By Arno Arr Michaelis IV / extranewsfeed.com
Feb 2, 2017
4
Former White Supremacist: Why Punching Nazis in the Face Is a Bad Idea

I see all sorts of well-meaning and otherwise intelligent and thoughtful people applauding neo-Nazi Richard Spencer being punched in the face. Here’s why this is not something to celebrate:

Punching this fool validates all of his victimhood narrative. It helps him recruit, and it strengthens the resolve of existing members. It is a gift to them. The ideology of the “alt-right”, like all violent extremist ideologies, is rooted in delusions of grandeur and delusions of persecution. Said delusions cannot exist in a vacuum. They absolutely depend on outside events to seem valid for the person experiencing them. Typically, events which aren’t actually threatening are spun to seem so, i.e. the Black Lives Matter movement. But when mouthpieces for white supremacist ideology are physically assaulted on camera, it becomes a powerful validation of their victimhood complex: in their minds, plain evidence that white people are indeed under attack, and motivation to spread a call to violent response with renewed zeal. This “punch felt round the world” was a great boost to the “alt-right” cause. If you aid and comfort neo-Nazis, which is exactly what punching them in the face does, you are no better than they are. Real life isn’t a fucking Quentin Tarantino movie.

When I was a neo-Nazi skinhead over 2 decades ago, I got beat up as often as I beat anyone else up. It never made me any less violent. In fact, we used to pile into vans and drive from Milwaukee to Chicago for the thrill of brawling fellow devotees of romantic violence like the guy throwing the punch in this video. We lived for violent opposition. We thrived on it. Violence of any sort, no matter how it may be rationalized, is the bread of hatred. We put mustard on that shit and gleefully gobbled it up and clamored for more.

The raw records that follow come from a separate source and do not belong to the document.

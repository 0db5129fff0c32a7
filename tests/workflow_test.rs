//! ワークフロー全体の統合テスト
//!
//! 分類・生成サービスはテスト内の偽実装か、到達できないエンドポイントを使う。

use async_trait::async_trait;
use image::{DynamicImage, ImageFormat, RgbImage};
use outlet_forge::api::Endpoint;
use outlet_forge::classifier::{Classifier, HttpClassifier, OfflineClassifier};
use outlet_forge::download::DownloadDispatcher;
use outlet_forge::error::OutletForgeError;
use outlet_forge::generator::{Generator, HttpGenerator, OfflineGenerator};
use outlet_forge::Workflow;
use outlet_forge_common::workflow::GENERATING_MESSAGE;
use outlet_forge_common::{
    fallback, ArtifactFormat, ClassificationResult, Confidence, CustomizationOptions,
    DownloadArtifact, Error, OutletType, ProductRecord, Provenance, Resolution, Selections, Stage,
    UploadCandidate, ValidationError, WorkflowState,
};
use std::io::Cursor;
use std::path::{Path, PathBuf};
use std::sync::atomic::{AtomicUsize, Ordering};
use std::sync::Arc;
use std::time::Duration;
use tempfile::tempdir;

struct FakeClassifier {
    result: ClassificationResult,
}

#[async_trait]
impl Classifier for FakeClassifier {
    async fn classify(&self, _candidate: &UploadCandidate) -> ClassificationResult {
        self.result.clone()
    }
}

struct FakeGenerator {
    calls: Arc<AtomicUsize>,
}

#[async_trait]
impl Generator for FakeGenerator {
    async fn generate(&self, options: &CustomizationOptions) -> DownloadArtifact {
        self.calls.fetch_add(1, Ordering::SeqCst);
        DownloadArtifact {
            filename: format!("{}_{}.stl", options.outlet_type(), options.arrangement()),
            content: b"solid remote\nendsolid remote".to_vec(),
            format: ArtifactFormat::Stl,
            source: Provenance::Remote,
        }
    }
}

type TestWorkflow = Workflow<FakeClassifier, FakeGenerator>;

fn uk_socket() -> ClassificationResult {
    ClassificationResult {
        outlet_type: OutletType::new("BS_1363"),
        confidence: Confidence::new(0.93).unwrap(),
        product: ProductRecord {
            name: "BS 1363 UK Socket".into(),
            description: "Standard UK three-pin wall socket".into(),
            voltage: "230V".into(),
            current_rating: "13A".into(),
            natural_image_url: "https://example.com/n.jpg".into(),
            product_image_url: "https://example.com/p.jpg".into(),
        },
        source: Provenance::Remote,
    }
}

fn fake_workflow(download_dir: &Path) -> (TestWorkflow, Arc<AtomicUsize>) {
    let calls = Arc::new(AtomicUsize::new(0));
    let workflow = Workflow::new(
        FakeClassifier { result: uk_socket() },
        FakeGenerator { calls: calls.clone() },
        DownloadDispatcher::new(download_dir),
    );
    (workflow, calls)
}
use anyhow::Context;
use clap::Parser;
use indicatif::{ProgressBar, ProgressStyle};
use outlet_forge::api::{self, Endpoint, Health};
use outlet_forge::classifier::{Classifier, HttpClassifier, OfflineClassifier};
use outlet_forge::cli::{Cli, Commands};
use outlet_forge::config::Config;
use outlet_forge::download::DownloadDispatcher;
use outlet_forge::generator::{Generator, HttpGenerator, OfflineGenerator};
use outlet_forge::report::{self, DownloadReport};
use outlet_forge::{prompt, Workflow};
use outlet_forge_common::workflow::CLASSIFYING_MESSAGE;
use outlet_forge_common::{CustomizationOptions, Selections};
use std::path::PathBuf;
use std::time::Duration;
use tracing_subscriber::EnvFilter;

type CliWorkflow = Workflow<Box<dyn Classifier>, Box<dyn Generator>>;

#[tokio::main]
async fn main() -> anyhow::Result<()> {
    let cli = Cli::parse();
    init_tracing(cli.verbose);
    let config = Config::load().context("設定ファイルを読み込めません")?;

    match cli.command {
        Commands::Run {
            images,
            color,
            arrangement,
            wall_thickness,
            depth,
            notes,
            output,
            interactive,
        } => {
            println!("🔌 outlet-forge - モデル作成\n");

            let download_dir = output.unwrap_or_else(|| config.download_dir());
            let mut workflow = build_workflow(&config, cli.offline, download_dir)?;

            // 1-2. 取り込み・分類
            classify_images(&mut workflow, &images, 4).await?;
            for line in report::classification_lines(workflow.state().results()) {
                println!("  {}", line);
            }
            println!();

            // 3. カスタマイズ・生成
            workflow.customize()?;
            let mut selections = Selections {
                color,
                arrangement,
                wall_thickness,
                depth,
                notes,
            };
            loop {
                if interactive {
                    selections = prompt::ask_selections(&selections)?;
                    let options = match workflow.review(&selections) {
                        Ok(options) => options,
                        Err(e) if e.validation().is_some() => {
                            println!("⚠ {}\n", e);
                            continue;
                        }
                        Err(e) => return Err(e.into()),
                    };
                    print_summary(&options);
                    if !prompt::confirm_generate()? {
                        workflow.back_to_results()?;
                        workflow.customize()?;
                        continue;
                    }
                }

                let pending = workflow
                    .start_generation(&selections)
                    .context("カスタマイズ内容が不正です")?;
                if !interactive {
                    print_summary(pending.options());
                }
                println!("[3/4] モデル生成中...");
                let spinner = spinner(workflow.state().loading_message());
                let artifact = workflow.run_generation(&pending).await;
                spinner.finish_and_clear();
                workflow.complete_generation(pending, artifact)?;
                println!("✔ 生成完了\n");
                break;
            }

            // 4. 保存
            println!("[4/4] 保存中...");
            let path = workflow.download().with_context(|| {
                format!("保存に失敗しました: {}", workflow.download_dir().display())
            })?;
            if let Some(artifact) = workflow.state().artifact() {
                for line in DownloadReport::new(artifact, &path).lines() {
                    println!("  {}", line);
                }
            }

            println!("\n3Dプリントのヒント:");
            for line in report::tip_lines() {
                println!("  {}", line);
            }

            println!("\n✅ 完了");
        }

        Commands::Classify { images, json } => {
            if !json {
                println!("🔍 outlet-forge - 分類\n");
            }

            let mut workflow = build_workflow(&config, cli.offline, config.download_dir())?;
            classify_images(&mut workflow, &images, 2).await?;

            let results = workflow.state().results();
            if json {
                if let Some(result) = results.result() {
                    println!("{}", serde_json::to_string_pretty(result)?);
                }
            } else {
                for line in report::classification_lines(results) {
                    println!("  {}", line);
                }
                println!("\n✅ 分類完了");
            }
        }

        Commands::Health => {
            let endpoint = Endpoint::from_config(&config);
            println!("接続先: {}", endpoint.base_url());
            match api::check_health(&endpoint).await? {
                Health::Reachable(status) => println!("✔ 接続できました (HTTP {})", status),
                Health::Unreachable(reason) => {
                    println!("✘ 接続できません: {}", reason);
                    println!("  分類・生成はデモモード（代替値）で動作します");
                }
            }
        }

        Commands::Types => {
            println!("対応規格:");
            for line in report::outlet_type_lines() {
                println!("  {}", line);
            }
        }

        Commands::Config { set_api_url, show } => {
            let mut config = config;

            if let Some(url) = set_api_url {
                config.set_api_base_url(url)?;
                println!("✔ APIベースURLを設定しました");
            }

            if show {
                println!("設定:");
                println!("  設定ファイル: {}", Config::config_path()?.display());
                println!("  APIベースURL: {}", config.api_base_url());
                println!("  フォールバック待ち時間: {}ms", config.fallback_delay_ms);
                match config.timeout() {
                    Some(timeout) => println!("  タイムアウト: {}秒", timeout.as_secs()),
                    None => println!("  タイムアウト: 既定"),
                }
                println!("  保存先: {}", config.download_dir().display());
            }
        }
    }

    Ok(())
}

fn init_tracing(verbose: bool) {
    let default_level = if verbose { "debug" } else { "warn" };
    let filter =
        EnvFilter::try_from_default_env().unwrap_or_else(|_| EnvFilter::new(default_level));
    tracing_subscriber::fmt()
        .with_env_filter(filter)
        .with_target(false)
        .with_writer(std::io::stderr)
        .init();
}

fn build_workflow(
    config: &Config,
    offline: bool,
    download_dir: PathBuf,
) -> anyhow::Result<CliWorkflow> {
    let dispatcher = DownloadDispatcher::new(download_dir);

    if offline {
        let classifier: Box<dyn Classifier> =
            Box::new(OfflineClassifier::new(config.fallback_delay()));
        let generator: Box<dyn Generator> = Box::new(OfflineGenerator);
        return Ok(Workflow::new(classifier, generator, dispatcher));
    }

    let endpoint = Endpoint::from_config(config);
    let classifier: Box<dyn Classifier> = Box::new(
        HttpClassifier::new(endpoint.clone(), config.fallback_delay())
            .context("HTTPクライアントを作成できません")?,
    );
    let generator: Box<dyn Generator> =
        Box::new(HttpGenerator::new(endpoint).context("HTTPクライアントを作成できません")?);
    Ok(Workflow::new(classifier, generator, dispatcher))
}

/// 取り込みと分類（Idle → Results）
async fn classify_images(
    workflow: &mut CliWorkflow,
    images: &[PathBuf],
    total_steps: u8,
) -> anyhow::Result<()> {
    println!("[1/{}] 画像を取り込み中...", total_steps);
    let state = workflow.submit(images).await.context("画像を取り込めません")?;
    if let Some(candidate) = state.candidate() {
        println!(
            "✔ {} ({}, {})\n",
            candidate.file_name(),
            candidate.mime().as_mime(),
            report::format_size(candidate.bytes().len())
        );
    }

    println!("[2/{}] 分類中...", total_steps);
    let spinner = spinner(CLASSIFYING_MESSAGE);
    let classified = workflow.classify().await;
    spinner.finish_and_clear();
    let state = classified?;
    println!("✔ 分類完了");
    if let Some(preview) = state.preview() {
        println!("  {}", report::preview_line(preview));
    }
    println!();
    Ok(())
}

fn print_summary(options: &CustomizationOptions) {
    println!("カスタマイズ内容:");
    for line in report::summary_lines(options) {
        println!("  {}", line);
    }
    println!();
}

fn spinner(message: &str) -> ProgressBar {
    let spinner = ProgressBar::new_spinner();
    spinner.set_style(ProgressStyle::default_spinner());
    spinner.set_message(message.to_string());
    spinner.enable_steady_tick(Duration::from_millis(100));
    spinner
}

Back in the 1930s, there were gangs of communists who routinely brawled the Nazi brownshirts in the streets of Germany. Their contemporaries would have us believe that if there were more communists who brawled harder than they did back then, that the Holocaust wouldn’t have happened. As a former neo-Nazi, I can attest to how important it is to have violent opposition in order to maintain the hatred necessary to hurt people. The communist gangs helped Hitler’s National Socialist party come to power not only by galvanizing their own members, but more importantly by serving as a crucial ingredient in the overall atmosphere of fear and loathing that led the German general public to look to the Nazi party for order. After World War II, the cycle of violence continued as the communist regimes of China and the USSR murdered exponentially more people than the Nazis did. Looking back at the 20th Century, we have decades of history to teach us that the poisonous idea of violence bringing about a better day is not only false, but deadly on a genocidal scale. We need a new approach today.

My life changed because people demonstrated the courage and inner peace necessary to defy my hostility rather than reflect it. They were not subject to my actions, as the person who hit Spencer was subject to his. People who I had claimed to hate — a Jewish boss, a Lesbian supervisor, black and Latino co-workers — refused to lower themselves to my level, instead choosing to model the way that we human beings should treat each other. Examples of kindness, compassion and forgiveness changed the course of my life, not a punch in the face.

Discussing the sadly controversial idea of refusing to fuel the cycle of violence, we hear things like, “What are we supposed to do, HUG the Nazis?!”. Fair question, and totally understandable. Millions upon millions of people were murdered by adherents of the Nazi ideology during the 20th century. The neo-Nazis of today do indeed espouse the same despicable rhetoric that inspired the Holocaust. But what if we did hug them? What would prove Richard Spencer wrong? What would prove his point? This miserable man’s entire ideology is based on the premise that white people are victims, and as he’s going on about it, someone comes and blasts him in the grill. Can anyone honestly say that that hurt him? It’s exactly what he’s trying to provoke. Now his point is proven to all the other disgruntled white people, and they’ll be falling all over themselves to join up with him, who they see on every possible media outlet now, thanks to the punch-thrower who served Spenser’s purpose. The “alt-right” poster boy would be wise to pay masked someones to punch him on camera if he couldn’t get it for free. That’s how much it helps him.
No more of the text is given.